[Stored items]
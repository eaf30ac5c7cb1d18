//! The two sides of a draughts game.

use std::fmt;
use std::ops::Not;

/// A side: Red or Black.
///
/// Red advances toward row 0, Black toward row 7.
#[derive(Debug, Clone, Copy, PartialEq, Eq, Hash)]
#[repr(u8)]
pub enum Player {
    Red = 0,
    Black = 1,
}

impl Player {
    /// Both players, Red first.
    pub const ALL: [Player; 2] = [Player::Red, Player::Black];

    /// Return the opposing player.
    #[inline]
    pub const fn flip(self) -> Player {
        match self {
            Player::Red => Player::Black,
            Player::Black => Player::Red,
        }
    }

    /// Row delta of a forward step for this player's men.
    #[inline]
    pub const fn forward(self) -> i8 {
        match self {
            Player::Red => -1,
            Player::Black => 1,
        }
    }

    /// The row on which this player's men are crowned.
    #[inline]
    pub const fn promotion_row(self) -> u8 {
        match self {
            Player::Red => 0,
            Player::Black => 7,
        }
    }

    /// Parse a player name (`red`, `r`, `black`, `b`), case-insensitive.
    pub fn from_name(name: &str) -> Option<Player> {
        match name.to_ascii_lowercase().as_str() {
            "red" | "r" => Some(Player::Red),
            "black" | "b" => Some(Player::Black),
            _ => None,
        }
    }
}

impl Not for Player {
    type Output = Player;

    #[inline]
    fn not(self) -> Player {
        self.flip()
    }
}

impl fmt::Display for Player {
    fn fmt(&self, f: &mut fmt::Formatter<'_>) -> fmt::Result {
        match self {
            Player::Red => write!(f, "red"),
            Player::Black => write!(f, "black"),
        }
    }
}
//! Synchronous command loop.

use std::io::{self, BufRead, Write};

use tracing::{debug, info, warn};

use draughts_core::perft::{divide, perft};
use draughts_core::{Board, Player, legal_moves, legal_turns};
use draughts_engine::{SearchConfig, Searcher};

use crate::command::{Command, EngineOption, GoParams, PositionInfo, parse_command};
use crate::error::ProtocolError;

/// Configuration knobs adjustable via `setoption`.
#[derive(Debug, Clone, Copy)]
struct EngineConfig {
    /// Search depth used by a bare `go`.
    depth: u8,
}

impl Default for EngineConfig {
    fn default() -> Self {
        Self {
            depth: SearchConfig::DEFAULT_DEPTH,
        }
    }
}

/// The text engine, holding the current position.
///
/// Each `go` searches on behalf of the side to move and reports its turn; the
/// position itself only changes through `position` and `newgame`.
#[derive(Debug)]
pub struct TextEngine {
    board: Board,
    side_to_move: Player,
    config: EngineConfig,
}

impl TextEngine {
    /// Create a new engine with the starting position, Red to move.
    pub fn new() -> Self {
        Self {
            board: Board::starting_position(),
            side_to_move: Player::Red,
            config: EngineConfig::default(),
        }
    }

    /// Run the command loop on stdin and stdout until `quit` or end of input.
    pub fn run(mut self) -> Result<(), ProtocolError> {
        let stdin = io::stdin();
        let stdout = io::stdout();
        self.run_with(stdin.lock(), &mut stdout.lock())
    }

    /// Run the command loop over arbitrary input and output.
    pub fn run_with<R: BufRead, W: Write>(
        &mut self,
        input: R,
        output: &mut W,
    ) -> Result<(), ProtocolError> {
        for line in input.lines() {
            let line = line?;
            let trimmed = line.trim();
            if trimmed.is_empty() {
                continue;
            }
            debug!(cmd = %trimmed, "received command");

            match parse_command(trimmed) {
                Ok(Command::Quit) => break,
                Ok(cmd) => self.execute(cmd, output)?,
                Err(e) => warn!(error = %e, "command rejected"),
            }
            output.flush()?;
        }

        info!("draughts shutting down");
        Ok(())
    }

    fn execute<W: Write>(&mut self, cmd: Command, out: &mut W) -> Result<(), ProtocolError> {
        match cmd {
            Command::NewGame => self.handle_newgame(),
            Command::IsReady => writeln!(out, "readyok")?,
            Command::Position(info) => self.handle_position(info),
            Command::Moves => self.handle_moves(out)?,
            Command::Go(params) => self.handle_go(params, out)?,
            Command::SetOption(option) => self.handle_setoption(option),
            Command::Show => self.handle_show(out)?,
            Command::Perft(depth) => self.handle_perft(depth, out)?,
            Command::Quit => {}
            Command::Unknown(word) => {
                if !word.is_empty() {
                    debug!(%word, "ignoring unknown command");
                }
            }
        }
        Ok(())
    }

    fn handle_newgame(&mut self) {
        self.board = Board::starting_position();
        self.side_to_move = Player::Red;
    }

    fn handle_position(&mut self, info: PositionInfo) {
        self.board = info.board;
        self.side_to_move = info.side_to_move;
    }

    fn handle_setoption(&mut self, option: EngineOption) {
        match option {
            EngineOption::Depth(depth) => {
                self.config.depth = depth;
                info!(depth, "search depth set");
            }
        }
    }

    fn handle_moves<W: Write>(&self, out: &mut W) -> Result<(), ProtocolError> {
        let turns = legal_turns(&self.board, self.side_to_move);
        if turns.is_empty() {
            writeln!(out, "moves none")?;
            return Ok(());
        }
        let listed: Vec<String> = turns.iter().map(ToString::to_string).collect();
        writeln!(out, "moves {}", listed.join(" "))?;
        Ok(())
    }

    fn handle_go<W: Write>(&self, params: GoParams, out: &mut W) -> Result<(), ProtocolError> {
        let Some(moves) = legal_moves(&self.board, self.side_to_move) else {
            info!(side = %self.side_to_move, "no legal moves");
            writeln!(out, "bestmove none")?;
            return Ok(());
        };

        let config = SearchConfig::default()
            .with_depth(params.depth.unwrap_or(self.config.depth))
            .with_maximizer(self.side_to_move);
        let result = Searcher::new(config).search(&self.board, moves.as_slice())?;

        writeln!(
            out,
            "info depth {} score {} nodes {}",
            result.depth, result.score, result.nodes
        )?;
        writeln!(out, "bestmove {}", result.turn)?;
        Ok(())
    }

    fn handle_perft<W: Write>(&self, depth: u8, out: &mut W) -> Result<(), ProtocolError> {
        let split = divide(&self.board, self.side_to_move, depth as usize);
        let total: u64 = if split.is_empty() {
            perft(&self.board, self.side_to_move, depth as usize)
        } else {
            split.iter().map(|(_, nodes)| nodes).sum()
        };
        for (turn, nodes) in &split {
            writeln!(out, "{turn}: {nodes}")?;
        }
        writeln!(out, "nodes {total}")?;
        debug!(depth, total, "perft finished");
        Ok(())
    }

    fn handle_show<W: Write>(&self, out: &mut W) -> Result<(), ProtocolError> {
        writeln!(out, "{}", self.board.pretty())?;
        writeln!(out, "board {}", self.board)?;
        writeln!(out, "side {}", self.side_to_move)?;
        Ok(())
    }
}

impl Default for TextEngine {
    fn default() -> Self {
        Self::new()
    }
}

What needs to be done:
Return, exactly, the lines from the first line of the records above to the line containing "players, Red first.", both included.

Response for this exercise:
repository eaf30ac5c7cb1d18
//! The two sides of a draughts game.

use std::fmt;
use std::ops::Not;

/// A side: Red or Black.
///
/// Red advances toward row 0, Black toward row 7.
#[derive(Debug, Clone, Copy, PartialEq, Eq, Hash)]
#[repr(u8)]
pub enum Player {
    Red = 0,
    Black = 1,
}

impl Player {
    /// Both players, Red first.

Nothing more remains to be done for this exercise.